Exercise - Extract all lines in the data that contain the word "DefaultFileNameFormat".

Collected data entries
=====
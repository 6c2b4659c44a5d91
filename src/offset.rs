//! Offset tracking for resumable consumption.
//!
//! This module provides the committed-offset store shared by all source
//! readers, the per-partition [`CommitTracker`] that turns out-of-order
//! acknowledgments into an in-order committed offset, and the
//! [`OffsetTracker`] that applies a [`CommitStrategy`] on top of a store.
//!
//! A committed offset is the highest offset of a partition known to be fully
//! processed. It never decreases: stores reject regressions with
//! [`OffsetError::Regression`]. After a restart a reader resumes at
//! `committed + 1`.

use crate::record::PartitionId;
use serde::{Deserialize, Serialize};
use std::collections::{BTreeSet, HashMap};
use std::fmt::{self, Display};
use std::fs;
use std::io;
use std::path::{Path, PathBuf};
use std::sync::{Arc, RwLock};
use thiserror::Error;

/// Key under which a partition's committed offset is stored.
///
/// Rendered as `{root}/{group}/{stream}/{partition}`, e.g.
/// `/storm/word/basis_common/3`.
#[derive(Debug, Clone, PartialEq, Eq, Hash, PartialOrd, Ord, Serialize, Deserialize)]
pub struct OffsetKey {
  /// Root namespace shared by all pipelines using the store.
  pub root: String,
  /// Consumer group identifier.
  pub group: String,
  /// Stream (topic) name.
  pub stream: String,
  /// Partition within the stream.
  pub partition: PartitionId,
}

impl OffsetKey {
  /// Creates an offset key.
  pub fn new(
    root: impl Into<String>,
    group: impl Into<String>,
    stream: impl Into<String>,
    partition: PartitionId,
  ) -> Self {
    Self {
      root: root.into(),
      group: group.into(),
      stream: stream.into(),
      partition,
    }
  }
}

impl Display for OffsetKey {
  fn fmt(&self, f: &mut fmt::Formatter<'_>) -> fmt::Result {
    write!(
      f,
      "{}/{}/{}/{}",
      self.root.trim_end_matches('/'),
      self.group,
      self.stream,
      self.partition.get()
    )
  }
}

/// Where to start reading a partition that has no committed offset.
#[derive(Debug, Clone, Copy, PartialEq, Eq, Default, Serialize, Deserialize)]
pub enum OffsetResetPolicy {
  /// Start from the earliest available offset.
  #[default]
  Earliest,
  /// Start from the latest available offset.
  Latest,
  /// Fail if no offset is found.
  None,
}

/// Strategy for persisting committed offsets.
#[derive(Debug, Clone, Copy, PartialEq, Eq, Default, Serialize, Deserialize)]
pub enum CommitStrategy {
  /// Persist every time the committed offset advances.
  #[default]
  Auto,
  /// Persist after this many advances.
  Periodic(usize),
  /// Only persist when explicitly requested.
  Manual,
}

/// Error type for offset operations.
#[derive(Error, Debug)]
pub enum OffsetError {
  /// IO error during persistence.
  #[error("IO error: {0}")]
  Io(#[from] io::Error),
  /// Serialization/deserialization error.
  #[error("Serialization error: {0}")]
  Serialization(String),
  /// No committed offset and the reset policy forbids guessing.
  #[error("No committed offset for {0}")]
  NotFound(String),
  /// Lock acquisition failed.
  #[error("Lock error: {0}")]
  Lock(String),
  /// A commit tried to move an offset backwards.
  #[error("Offset regression for {key}: committed {committed}, attempted {attempted}")]
  Regression {
    /// Offending key.
    key: String,
    /// Offset currently stored.
    committed: u64,
    /// Offset the caller tried to store.
    attempted: u64,
  },
}

impl crate::error::Classify for OffsetError {
  fn class(&self) -> crate::error::FailureClass {
    match self {
      OffsetError::Io(_) => crate::error::FailureClass::Transient,
      _ => crate::error::FailureClass::FatalTask,
    }
  }
}

/// Result type for offset operations.
pub type OffsetResult<T> = Result<T, OffsetError>;

/// Storage backend for committed offsets.
///
/// `commit` is a per-key compare-and-set: it succeeds when the new offset is
/// greater than or equal to the stored one and fails with
/// [`OffsetError::Regression`] otherwise.
pub trait OffsetStore: Send + Sync + fmt::Debug {
  /// Get the committed offset for a key.
  fn get(&self, key: &OffsetKey) -> OffsetResult<Option<u64>>;

  /// Commit an offset for a key.
  fn commit(&self, key: &OffsetKey, offset: u64) -> OffsetResult<()>;

  /// Get all committed offsets, keyed by their rendered path.
  fn get_all(&self) -> OffsetResult<HashMap<String, u64>>;

  /// Clear the offset for a key.
  fn clear(&self, key: &OffsetKey) -> OffsetResult<()>;
}

fn check_monotonic(
  offsets: &HashMap<String, u64>,
  key: &str,
  offset: u64,
) -> OffsetResult<()> {
  match offsets.get(key) {
    Some(&committed) if offset < committed => Err(OffsetError::Regression {
      key: key.to_string(),
      committed,
      attempted: offset,
    }),
    _ => Ok(()),
  }
}

/// In-memory offset store.
///
/// Clones share state, so a "restarted" reader in tests sees the offsets
/// committed by its predecessor.
#[derive(Debug, Clone, Default)]
pub struct InMemoryOffsetStore {
  offsets: Arc<RwLock<HashMap<String, u64>>>,
}

impl InMemoryOffsetStore {
  /// Creates a new in-memory offset store.
  pub fn new() -> Self {
    Self::default()
  }

  /// Creates an in-memory offset store with initial offsets.
  pub fn with_offsets(offsets: impl IntoIterator<Item = (OffsetKey, u64)>) -> Self {
    let offsets = offsets
      .into_iter()
      .map(|(key, offset)| (key.to_string(), offset))
      .collect();
    Self {
      offsets: Arc::new(RwLock::new(offsets)),
    }
  }
}

impl OffsetStore for InMemoryOffsetStore {
  fn get(&self, key: &OffsetKey) -> OffsetResult<Option<u64>> {
    let offsets = self
      .offsets
      .read()
      .map_err(|e| OffsetError::Lock(e.to_string()))?;
    Ok(offsets.get(&key.to_string()).copied())
  }

  fn commit(&self, key: &OffsetKey, offset: u64) -> OffsetResult<()> {
    let mut offsets = self
      .offsets
      .write()
      .map_err(|e| OffsetError::Lock(e.to_string()))?;
    let key = key.to_string();
    check_monotonic(&offsets, &key, offset)?;
    offsets.insert(key, offset);
    Ok(())
  }

  fn get_all(&self) -> OffsetResult<HashMap<String, u64>> {
    let offsets = self
      .offsets
      .read()
      .map_err(|e| OffsetError::Lock(e.to_string()))?;
    Ok(offsets.clone())
  }

  fn clear(&self, key: &OffsetKey) -> OffsetResult<()> {
    let mut offsets = self
      .offsets
      .write()
      .map_err(|e| OffsetError::Lock(e.to_string()))?;
    offsets.remove(&key.to_string());
    Ok(())
  }
}

/// File-based offset store.
///
/// Persists offsets to a JSON file on disk. Writes go to a sibling temporary
/// file that is renamed into place, so a crash mid-write leaves the
/// previous offsets intact.
#[derive(Debug, Clone)]
pub struct FileOffsetStore {
  path: PathBuf,
  cache: Arc<RwLock<HashMap<String, u64>>>,
}

impl FileOffsetStore {
  /// Opens (or creates on first commit) a file-based offset store.
  pub fn new<P: AsRef<Path>>(path: P) -> OffsetResult<Self> {
    let path = path.as_ref().to_path_buf();

    let cache = if path.exists() {
      let data = fs::read_to_string(&path)?;
      if data.trim().is_empty() {
        HashMap::new()
      } else {
        serde_json::from_str(&data).map_err(|e| OffsetError::Serialization(e.to_string()))?
      }
    } else {
      HashMap::new()
    };

    Ok(Self {
      path,
      cache: Arc::new(RwLock::new(cache)),
    })
  }

  fn persist(&self, offsets: &HashMap<String, u64>) -> OffsetResult<()> {
    if let Some(parent) = self.path.parent() {
      fs::create_dir_all(parent)?;
    }

    let data = serde_json::to_string_pretty(offsets)
      .map_err(|e| OffsetError::Serialization(e.to_string()))?;
    let tmp = self.path.with_extension("tmp");
    fs::write(&tmp, data)?;
    fs::rename(&tmp, &self.path)?;
    Ok(())
  }

  /// Returns the path to the offset file.
  pub fn path(&self) -> &Path {
    &self.path
  }
}

impl OffsetStore for FileOffsetStore {
  fn get(&self, key: &OffsetKey) -> OffsetResult<Option<u64>> {
    let cache = self
      .cache
      .read()
      .map_err(|e| OffsetError::Lock(e.to_string()))?;
    Ok(cache.get(&key.to_string()).copied())
  }

  fn commit(&self, key: &OffsetKey, offset: u64) -> OffsetResult<()> {
    let mut cache = self
      .cache
      .write()
      .map_err(|e| OffsetError::Lock(e.to_string()))?;
    let key = key.to_string();
    check_monotonic(&cache, &key, offset)?;
    if cache.get(&key) == Some(&offset) {
      return Ok(());
    }
    cache.insert(key, offset);
    self.persist(&cache)?;
    Ok(())
  }

  fn get_all(&self) -> OffsetResult<HashMap<String, u64>> {
    let cache = self
      .cache
      .read()
      .map_err(|e| OffsetError::Lock(e.to_string()))?;
    Ok(cache.clone())
  }

  fn clear(&self, key: &OffsetKey) -> OffsetResult<()> {
    let mut cache = self
      .cache
      .write()
      .map_err(|e| OffsetError::Lock(e.to_string()))?;
    cache.remove(&key.to_string());
    self.persist(&cache)?;
    Ok(())
  }
}

/// Turns out-of-order completions into an in-order committed offset.
///
/// Offsets are registered with [`emitted`](Self::emitted) when they enter the
/// pipeline and removed with [`complete`](Self::complete) when acknowledged
/// (or permanently skipped). The committable offset is one below the smallest
/// still-pending offset, or the highest emitted offset when nothing is
/// pending. Gaps in the log are therefore harmless.
#[derive(Debug, Clone, Default)]
pub struct CommitTracker {
  pending: BTreeSet<u64>,
  highest_emitted: Option<u64>,
  committed: Option<u64>,
}

impl CommitTracker {
  /// Creates a tracker resuming from a committed offset.
  pub fn new(committed: Option<u64>) -> Self {
    Self {
      pending: BTreeSet::new(),
      highest_emitted: committed,
      committed,
    }
  }

  /// Registers an offset that has been handed to the pipeline.
  pub fn emitted(&mut self, offset: u64) {
    if self.committed.is_some_and(|c| offset <= c) {
      return;
    }
    self.pending.insert(offset);
    self.highest_emitted = Some(self.highest_emitted.map_or(offset, |h| h.max(offset)));
  }

  /// Marks an offset as fully processed.
  ///
  /// Returns the new committed offset if it advanced.
  pub fn complete(&mut self, offset: u64) -> Option<u64> {
    if !self.pending.remove(&offset) {
      return None;
    }
    let candidate = match self.pending.first() {
      Some(&lowest) => lowest.checked_sub(1),
      None => self.highest_emitted,
    };
    match (candidate, self.committed) {
      (Some(next), Some(current)) if next > current => {
        self.committed = Some(next);
        self.committed
      }
      (Some(next), None) => {
        self.committed = Some(next);
        self.committed
      }
      _ => None,
    }
  }

  /// Returns true if the offset has been emitted and not yet completed.
  pub fn is_pending(&self, offset: u64) -> bool {
    self.pending.contains(&offset)
  }

  /// Number of offsets emitted but not yet completed.
  pub fn pending_count(&self) -> usize {
    self.pending.len()
  }

  /// Returns the current committed offset.
  pub fn committed(&self) -> Option<u64> {
    self.committed
  }
}

/// Applies a commit strategy on top of an offset store.
///
/// Readers call [`record`](Self::record) whenever a partition's committed
/// offset advances. Depending on the strategy the offset is persisted
/// immediately, every `n` advances, or only on an explicit commit.
#[derive(Debug)]
pub struct OffsetTracker {
  store: Arc<dyn OffsetStore>,
  strategy: CommitStrategy,
  reset_policy: OffsetResetPolicy,
  pending: HashMap<OffsetKey, (u64, usize)>,
}

impl OffsetTracker {
  /// Creates a new offset tracker with the given store and default settings.
  pub fn new(store: Arc<dyn OffsetStore>) -> Self {
    Self {
      store,
      strategy: CommitStrategy::default(),
      reset_policy: OffsetResetPolicy::default(),
      pending: HashMap::new(),
    }
  }

  /// Sets the commit strategy.
  #[must_use]
  pub fn with_strategy(mut self, strategy: CommitStrategy) -> Self {
    self.strategy = strategy;
    self
  }

  /// Sets the offset reset policy.
  #[must_use]
  pub fn with_reset_policy(mut self, policy: OffsetResetPolicy) -> Self {
    self.reset_policy = policy;
    self
  }

  /// Gets the committed offset for a key.
  ///
  /// Returns `Ok(None)` when nothing is committed and the reset policy allows
  /// a fallback start position.
  pub fn committed(&self, key: &OffsetKey) -> OffsetResult<Option<u64>> {
    match self.store.get(key)? {
      Some(offset) => Ok(Some(offset)),
      None if self.reset_policy == OffsetResetPolicy::None => {
        Err(OffsetError::NotFound(key.to_string()))
      }
      None => Ok(None),
    }
  }

  /// Records that the committed offset of a partition advanced.
  ///
  /// Returns true if the offset was persisted by this call.
  pub fn record(&mut self, key: &OffsetKey, offset: u64) -> OffsetResult<bool> {
    match self.strategy {
      CommitStrategy::Auto => {
        self.store.commit(key, offset)?;
        Ok(true)
      }
      CommitStrategy::Periodic(interval) => {
        let entry = self.pending.entry(key.clone()).or_insert((offset, 0));
        entry.0 = offset;
        entry.1 += 1;
        if entry.1 >= interval.max(1) {
          entry.1 = 0;
          let to_commit = entry.0;
          self.pending.remove(key);
          self.store.commit(key, to_commit)?;
          Ok(true)
        } else {
          Ok(false)
        }
      }
      CommitStrategy::Manual => {
        let entry = self.pending.entry(key.clone()).or_insert((offset, 0));
        entry.0 = offset;
        entry.1 += 1;
        Ok(false)
      }
    }
  }

  /// Persists every offset recorded but not yet committed.
  ///
  /// Returns the keys and offsets that were written.
  pub fn commit_pending(&mut self) -> OffsetResult<Vec<(OffsetKey, u64)>> {
    let mut committed = Vec::with_capacity(self.pending.len());
    let mut keys: Vec<OffsetKey> = self.pending.keys().cloned().collect();
    keys.sort();
    for key in keys {
      if let Some((offset, _)) = self.pending.get(&key).copied() {
        self.store.commit(&key, offset)?;
        self.pending.remove(&key);
        committed.push((key, offset));
      }
    }
    Ok(committed)
  }

  /// Returns the current commit strategy.
  pub fn strategy(&self) -> CommitStrategy {
    self.strategy
  }

  /// Returns the current reset policy.
  pub fn reset_policy(&self) -> OffsetResetPolicy {
    self.reset_policy
  }

  /// Returns offsets recorded but not yet persisted.
  pub fn pending(&self) -> HashMap<OffsetKey, u64> {
    self
      .pending
      .iter()
      .map(|(k, (o, _))| (k.clone(), *o))
      .collect()
  }
}
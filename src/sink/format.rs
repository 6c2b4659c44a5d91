//! Output formatting: how a record becomes bytes and how segments are named.

use crate::record::LineRecord;
use serde::{Deserialize, Serialize};
use std::fmt::Debug;
use std::path::PathBuf;

/// Turns a transformed record into the bytes appended to a segment.
pub trait RecordFormat: Send + Sync + Debug {
  /// Formats one record, including its terminator.
  fn format(&self, record: &LineRecord) -> Vec<u8>;
}

/// Joins the record's fields with a field delimiter and terminates it with a
/// record delimiter.
///
/// With the defaults used by the relay (`\t`, `\n`) the line
/// `"HELLO WORLD"` of length 11 is written as `HELLO WORLD\t11\n`.
#[derive(Debug, Clone, PartialEq, Eq, Serialize, Deserialize)]
pub struct DelimitedRecordFormat {
  field_delimiter: String,
  record_delimiter: String,
}

impl Default for DelimitedRecordFormat {
  fn default() -> Self {
    Self {
      field_delimiter: ",".to_string(),
      record_delimiter: "\n".to_string(),
    }
  }
}

impl DelimitedRecordFormat {
  /// Creates a format with `,` between fields and `\n` after each record.
  pub fn new() -> Self {
    Self::default()
  }

  /// Sets the field delimiter.
  #[must_use]
  pub fn with_field_delimiter(mut self, delimiter: impl Into<String>) -> Self {
    self.field_delimiter = delimiter.into();
    self
  }

  /// Sets the record delimiter.
  #[must_use]
  pub fn with_record_delimiter(mut self, delimiter: impl Into<String>) -> Self {
    self.record_delimiter = delimiter.into();
    self
  }

  /// Field delimiter in use.
  pub fn field_delimiter(&self) -> &str {
    &self.field_delimiter
  }
}

impl RecordFormat for DelimitedRecordFormat {
  fn format(&self, record: &LineRecord) -> Vec<u8> {
    let mut out = record.fields().join(&self.field_delimiter);
    out.push_str(&self.record_delimiter);
    out.into_bytes()
  }
}

/// Names output segments as
/// `{path}/{prefix}{component}-{task}-{rotation}-{timestamp_ms}{extension}`.
///
/// The task index and the rotation counter make names unique within one
/// sink instance; the sink additionally bumps the rotation counter when the
/// store reports that a name is already taken, so a restarted task never
/// reuses a previous segment.
#[derive(Debug, Clone, PartialEq, Eq, Serialize, Deserialize)]
pub struct DefaultFileNameFormat {
  path: PathBuf,
  prefix: String,
  extension: String,
}

impl Default for DefaultFileNameFormat {
  fn default() -> Self {
    Self {
      path: PathBuf::from("/storm"),
      prefix: String::new(),
      extension: ".txt".to_string(),
    }
  }
}

impl DefaultFileNameFormat {
  /// Creates the default format (`/storm`, no prefix, `.txt`).
  pub fn new() -> Self {
    Self::default()
  }

  /// Sets the output directory.
  #[must_use]
  pub fn with_path(mut self, path: impl Into<PathBuf>) -> Self {
    self.path = path.into();
    self
  }

  /// Sets the file name prefix.
  #[must_use]
  pub fn with_prefix(mut self, prefix: impl Into<String>) -> Self {
    self.prefix = prefix.into();
    self
  }

  /// Sets the file extension, including the leading dot.
  #[must_use]
  pub fn with_extension(mut self, extension: impl Into<String>) -> Self {
    self.extension = extension.into();
    self
  }

  /// Output directory.
  pub fn path(&self) -> &PathBuf {
    &self.path
  }

  /// File name for a segment.
  pub fn name(&self, component: &str, task: usize, rotation: u64, timestamp_ms: i64) -> String {
    format!(
      "{}{}-{}-{}-{}{}",
      self.prefix, component, task, rotation, timestamp_ms, self.extension
    )
  }

  /// Full path for a segment.
  pub fn segment_path(
    &self,
    component: &str,
    task: usize,
    rotation: u64,
    timestamp_ms: i64,
  ) -> PathBuf {
    self.path.join(self.name(component, task, rotation, timestamp_ms))
  }
}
=====
Output of the task -
pub struct DefaultFileNameFormat {
impl Default for DefaultFileNameFormat {
impl DefaultFileNameFormat {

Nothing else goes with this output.